WORK INSTRUCTION> In the listing below, find each line holding "every" and copy it.
───── SUPPLIED INFORMATION
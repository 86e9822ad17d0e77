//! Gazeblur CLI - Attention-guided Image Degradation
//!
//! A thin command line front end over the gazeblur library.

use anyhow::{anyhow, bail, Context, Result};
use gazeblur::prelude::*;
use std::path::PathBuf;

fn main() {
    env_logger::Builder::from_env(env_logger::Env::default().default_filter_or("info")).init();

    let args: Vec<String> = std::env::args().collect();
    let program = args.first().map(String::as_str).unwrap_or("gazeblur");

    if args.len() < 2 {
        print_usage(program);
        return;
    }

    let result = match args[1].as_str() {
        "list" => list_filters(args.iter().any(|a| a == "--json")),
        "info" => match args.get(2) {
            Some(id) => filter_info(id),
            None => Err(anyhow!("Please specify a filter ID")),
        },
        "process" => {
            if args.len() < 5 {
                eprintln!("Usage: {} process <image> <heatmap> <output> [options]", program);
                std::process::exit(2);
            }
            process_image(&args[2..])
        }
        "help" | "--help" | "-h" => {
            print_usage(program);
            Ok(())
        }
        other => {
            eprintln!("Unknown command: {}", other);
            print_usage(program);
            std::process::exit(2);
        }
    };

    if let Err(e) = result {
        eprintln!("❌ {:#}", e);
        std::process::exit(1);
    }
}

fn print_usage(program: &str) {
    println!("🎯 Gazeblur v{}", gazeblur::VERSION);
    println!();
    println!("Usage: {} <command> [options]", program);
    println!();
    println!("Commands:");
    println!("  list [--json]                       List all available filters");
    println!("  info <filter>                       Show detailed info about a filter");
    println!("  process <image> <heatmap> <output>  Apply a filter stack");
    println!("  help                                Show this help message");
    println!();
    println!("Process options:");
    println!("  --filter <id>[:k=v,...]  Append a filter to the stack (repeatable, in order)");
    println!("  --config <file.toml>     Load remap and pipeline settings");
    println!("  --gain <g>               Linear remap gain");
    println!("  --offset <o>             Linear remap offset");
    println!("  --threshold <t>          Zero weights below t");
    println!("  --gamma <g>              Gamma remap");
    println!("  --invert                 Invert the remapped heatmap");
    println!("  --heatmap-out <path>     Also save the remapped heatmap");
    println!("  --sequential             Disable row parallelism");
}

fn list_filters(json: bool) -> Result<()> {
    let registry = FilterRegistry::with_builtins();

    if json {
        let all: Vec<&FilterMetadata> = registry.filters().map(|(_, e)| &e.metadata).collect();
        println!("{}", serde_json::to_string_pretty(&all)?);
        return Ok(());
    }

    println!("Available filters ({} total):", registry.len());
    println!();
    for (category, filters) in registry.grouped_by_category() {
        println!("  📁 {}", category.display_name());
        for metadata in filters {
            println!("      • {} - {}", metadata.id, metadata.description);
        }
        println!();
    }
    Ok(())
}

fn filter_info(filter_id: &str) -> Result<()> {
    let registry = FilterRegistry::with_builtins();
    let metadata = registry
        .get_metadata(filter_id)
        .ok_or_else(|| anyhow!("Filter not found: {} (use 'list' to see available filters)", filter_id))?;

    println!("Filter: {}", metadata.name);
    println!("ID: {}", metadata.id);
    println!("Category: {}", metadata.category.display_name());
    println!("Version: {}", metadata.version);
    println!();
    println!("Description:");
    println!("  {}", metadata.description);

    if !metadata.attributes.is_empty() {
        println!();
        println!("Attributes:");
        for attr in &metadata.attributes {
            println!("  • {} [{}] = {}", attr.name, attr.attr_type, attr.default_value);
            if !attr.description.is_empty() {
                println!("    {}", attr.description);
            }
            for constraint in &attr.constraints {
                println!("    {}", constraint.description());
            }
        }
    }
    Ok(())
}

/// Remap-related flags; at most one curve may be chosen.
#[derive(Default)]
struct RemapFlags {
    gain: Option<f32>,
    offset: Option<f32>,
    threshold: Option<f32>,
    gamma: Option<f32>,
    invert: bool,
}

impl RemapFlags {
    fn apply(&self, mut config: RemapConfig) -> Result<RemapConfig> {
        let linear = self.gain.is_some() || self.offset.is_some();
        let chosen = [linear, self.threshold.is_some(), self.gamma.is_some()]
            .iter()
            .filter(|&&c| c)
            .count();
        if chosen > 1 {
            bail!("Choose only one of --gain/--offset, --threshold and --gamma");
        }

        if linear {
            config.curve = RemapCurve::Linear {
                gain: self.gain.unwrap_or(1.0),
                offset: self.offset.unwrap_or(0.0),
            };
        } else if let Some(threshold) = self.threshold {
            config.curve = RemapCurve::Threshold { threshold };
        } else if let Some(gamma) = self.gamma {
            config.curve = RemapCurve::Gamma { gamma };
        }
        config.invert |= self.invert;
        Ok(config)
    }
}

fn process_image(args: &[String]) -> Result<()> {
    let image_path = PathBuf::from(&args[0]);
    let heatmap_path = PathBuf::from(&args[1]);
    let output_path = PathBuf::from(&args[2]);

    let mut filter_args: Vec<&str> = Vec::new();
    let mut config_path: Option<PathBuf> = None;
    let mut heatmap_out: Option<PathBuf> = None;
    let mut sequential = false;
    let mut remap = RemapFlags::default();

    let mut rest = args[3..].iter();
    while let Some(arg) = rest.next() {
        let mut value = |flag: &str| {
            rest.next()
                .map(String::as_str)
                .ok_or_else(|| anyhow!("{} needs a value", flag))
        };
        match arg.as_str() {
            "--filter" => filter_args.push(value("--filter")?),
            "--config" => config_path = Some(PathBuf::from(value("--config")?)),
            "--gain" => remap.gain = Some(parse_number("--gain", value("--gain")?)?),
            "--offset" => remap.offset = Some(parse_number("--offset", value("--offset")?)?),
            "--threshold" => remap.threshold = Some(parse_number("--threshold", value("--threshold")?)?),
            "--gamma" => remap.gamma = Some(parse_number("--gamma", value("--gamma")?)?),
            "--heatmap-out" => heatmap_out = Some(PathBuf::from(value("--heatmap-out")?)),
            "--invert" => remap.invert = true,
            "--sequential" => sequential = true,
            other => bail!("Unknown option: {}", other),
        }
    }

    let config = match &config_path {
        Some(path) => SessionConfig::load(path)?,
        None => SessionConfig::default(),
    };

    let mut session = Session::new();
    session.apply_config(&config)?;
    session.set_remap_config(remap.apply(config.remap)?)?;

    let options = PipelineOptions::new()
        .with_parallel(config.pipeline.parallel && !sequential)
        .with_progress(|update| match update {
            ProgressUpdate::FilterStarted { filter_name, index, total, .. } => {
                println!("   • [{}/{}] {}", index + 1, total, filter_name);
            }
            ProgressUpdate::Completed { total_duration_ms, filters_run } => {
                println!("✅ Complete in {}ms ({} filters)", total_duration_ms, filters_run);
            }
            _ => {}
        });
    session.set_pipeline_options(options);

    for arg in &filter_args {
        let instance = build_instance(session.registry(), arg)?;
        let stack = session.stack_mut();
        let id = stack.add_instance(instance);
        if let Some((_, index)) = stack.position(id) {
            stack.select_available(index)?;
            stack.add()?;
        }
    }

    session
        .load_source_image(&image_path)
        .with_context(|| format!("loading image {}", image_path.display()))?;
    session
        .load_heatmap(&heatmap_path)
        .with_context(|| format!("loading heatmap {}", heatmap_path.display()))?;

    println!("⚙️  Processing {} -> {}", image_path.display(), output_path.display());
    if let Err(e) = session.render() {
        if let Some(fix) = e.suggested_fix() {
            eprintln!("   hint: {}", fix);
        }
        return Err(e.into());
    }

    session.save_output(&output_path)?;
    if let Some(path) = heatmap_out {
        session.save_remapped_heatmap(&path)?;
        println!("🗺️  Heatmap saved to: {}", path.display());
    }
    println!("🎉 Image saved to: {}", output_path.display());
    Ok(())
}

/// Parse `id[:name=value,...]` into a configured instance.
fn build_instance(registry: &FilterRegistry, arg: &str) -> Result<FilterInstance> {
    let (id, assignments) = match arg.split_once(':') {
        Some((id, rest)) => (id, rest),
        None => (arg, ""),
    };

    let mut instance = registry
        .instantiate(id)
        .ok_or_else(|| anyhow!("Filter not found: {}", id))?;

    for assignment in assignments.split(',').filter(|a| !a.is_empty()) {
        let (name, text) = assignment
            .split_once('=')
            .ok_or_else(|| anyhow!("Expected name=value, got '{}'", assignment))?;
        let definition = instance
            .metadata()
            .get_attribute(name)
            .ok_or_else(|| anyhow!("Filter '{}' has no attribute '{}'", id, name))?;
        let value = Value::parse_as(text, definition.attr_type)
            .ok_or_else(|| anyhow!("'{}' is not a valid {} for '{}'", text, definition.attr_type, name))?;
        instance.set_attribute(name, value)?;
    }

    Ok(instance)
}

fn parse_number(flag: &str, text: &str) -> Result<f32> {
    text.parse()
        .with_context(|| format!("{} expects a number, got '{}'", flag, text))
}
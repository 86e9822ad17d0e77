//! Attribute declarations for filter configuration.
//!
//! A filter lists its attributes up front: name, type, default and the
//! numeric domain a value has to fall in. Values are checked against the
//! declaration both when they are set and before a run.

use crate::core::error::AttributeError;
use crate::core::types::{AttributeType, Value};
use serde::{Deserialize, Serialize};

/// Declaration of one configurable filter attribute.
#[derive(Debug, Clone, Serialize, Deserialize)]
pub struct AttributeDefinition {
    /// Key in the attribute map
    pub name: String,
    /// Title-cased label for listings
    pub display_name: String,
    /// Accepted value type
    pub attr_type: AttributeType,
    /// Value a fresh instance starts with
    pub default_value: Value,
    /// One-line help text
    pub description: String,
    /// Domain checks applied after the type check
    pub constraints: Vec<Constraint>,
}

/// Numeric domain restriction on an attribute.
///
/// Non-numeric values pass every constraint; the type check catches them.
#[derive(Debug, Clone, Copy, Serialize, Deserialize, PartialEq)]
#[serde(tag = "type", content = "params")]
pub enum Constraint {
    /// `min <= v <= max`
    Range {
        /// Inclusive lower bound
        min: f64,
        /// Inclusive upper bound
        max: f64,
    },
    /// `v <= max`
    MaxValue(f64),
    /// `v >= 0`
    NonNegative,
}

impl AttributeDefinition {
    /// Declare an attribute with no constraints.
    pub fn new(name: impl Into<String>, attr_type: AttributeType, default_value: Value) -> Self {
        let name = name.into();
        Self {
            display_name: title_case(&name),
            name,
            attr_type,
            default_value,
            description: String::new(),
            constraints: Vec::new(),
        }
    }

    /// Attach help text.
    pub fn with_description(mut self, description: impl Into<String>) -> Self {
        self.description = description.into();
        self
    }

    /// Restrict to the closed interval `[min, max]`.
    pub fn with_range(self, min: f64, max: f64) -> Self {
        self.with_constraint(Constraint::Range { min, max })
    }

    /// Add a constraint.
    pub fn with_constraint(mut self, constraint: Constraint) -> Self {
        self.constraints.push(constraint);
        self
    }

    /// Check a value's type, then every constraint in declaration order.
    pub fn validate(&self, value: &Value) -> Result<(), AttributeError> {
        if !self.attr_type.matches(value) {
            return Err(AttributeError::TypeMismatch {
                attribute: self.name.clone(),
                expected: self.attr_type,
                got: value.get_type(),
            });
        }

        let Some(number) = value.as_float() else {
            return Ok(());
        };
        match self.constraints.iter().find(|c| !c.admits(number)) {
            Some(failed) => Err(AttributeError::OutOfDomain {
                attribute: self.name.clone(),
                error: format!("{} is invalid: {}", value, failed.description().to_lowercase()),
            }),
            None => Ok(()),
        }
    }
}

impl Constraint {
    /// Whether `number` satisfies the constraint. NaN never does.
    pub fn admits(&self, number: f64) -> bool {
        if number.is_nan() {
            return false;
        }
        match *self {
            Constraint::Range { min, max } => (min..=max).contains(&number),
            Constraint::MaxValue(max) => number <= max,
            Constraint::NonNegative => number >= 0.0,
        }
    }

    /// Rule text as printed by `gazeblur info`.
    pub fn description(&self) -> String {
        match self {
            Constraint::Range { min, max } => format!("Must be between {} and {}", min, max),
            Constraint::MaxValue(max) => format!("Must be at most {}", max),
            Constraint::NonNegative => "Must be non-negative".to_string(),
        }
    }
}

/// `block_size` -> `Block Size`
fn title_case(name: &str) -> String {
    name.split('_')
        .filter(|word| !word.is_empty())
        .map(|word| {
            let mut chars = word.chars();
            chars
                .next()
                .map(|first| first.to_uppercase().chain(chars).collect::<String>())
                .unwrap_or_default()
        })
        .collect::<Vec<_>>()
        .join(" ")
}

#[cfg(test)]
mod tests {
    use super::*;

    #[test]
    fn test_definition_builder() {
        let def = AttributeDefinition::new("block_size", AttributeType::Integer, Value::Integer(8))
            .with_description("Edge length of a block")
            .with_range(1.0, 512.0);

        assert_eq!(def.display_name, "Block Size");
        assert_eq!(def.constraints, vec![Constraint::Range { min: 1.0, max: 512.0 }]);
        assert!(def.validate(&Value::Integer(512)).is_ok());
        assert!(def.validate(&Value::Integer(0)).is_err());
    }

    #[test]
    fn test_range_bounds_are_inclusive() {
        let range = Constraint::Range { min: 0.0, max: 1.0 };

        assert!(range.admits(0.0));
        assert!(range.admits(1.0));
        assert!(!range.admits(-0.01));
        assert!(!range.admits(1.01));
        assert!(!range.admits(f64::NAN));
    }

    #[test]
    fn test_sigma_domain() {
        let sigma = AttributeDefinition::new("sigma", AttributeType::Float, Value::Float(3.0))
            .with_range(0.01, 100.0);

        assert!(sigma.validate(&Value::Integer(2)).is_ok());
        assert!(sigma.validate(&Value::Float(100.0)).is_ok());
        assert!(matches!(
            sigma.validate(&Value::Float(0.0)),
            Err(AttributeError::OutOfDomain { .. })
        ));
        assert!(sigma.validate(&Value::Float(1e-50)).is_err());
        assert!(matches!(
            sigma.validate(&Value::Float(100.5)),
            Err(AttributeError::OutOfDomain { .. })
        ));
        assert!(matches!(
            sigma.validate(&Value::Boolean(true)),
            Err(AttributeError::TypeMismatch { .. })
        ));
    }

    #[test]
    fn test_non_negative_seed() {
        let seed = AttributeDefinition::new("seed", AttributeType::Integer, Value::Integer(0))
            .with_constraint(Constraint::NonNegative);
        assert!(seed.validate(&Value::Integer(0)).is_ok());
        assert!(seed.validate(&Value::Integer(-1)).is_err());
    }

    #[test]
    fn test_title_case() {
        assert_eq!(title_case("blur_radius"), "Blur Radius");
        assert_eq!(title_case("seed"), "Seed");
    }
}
──────────
PROBLEM SOLUTION>
/// Non-numeric values pass every constraint; the type check catches them.
    /// Check a value's type, then every constraint in declaration order.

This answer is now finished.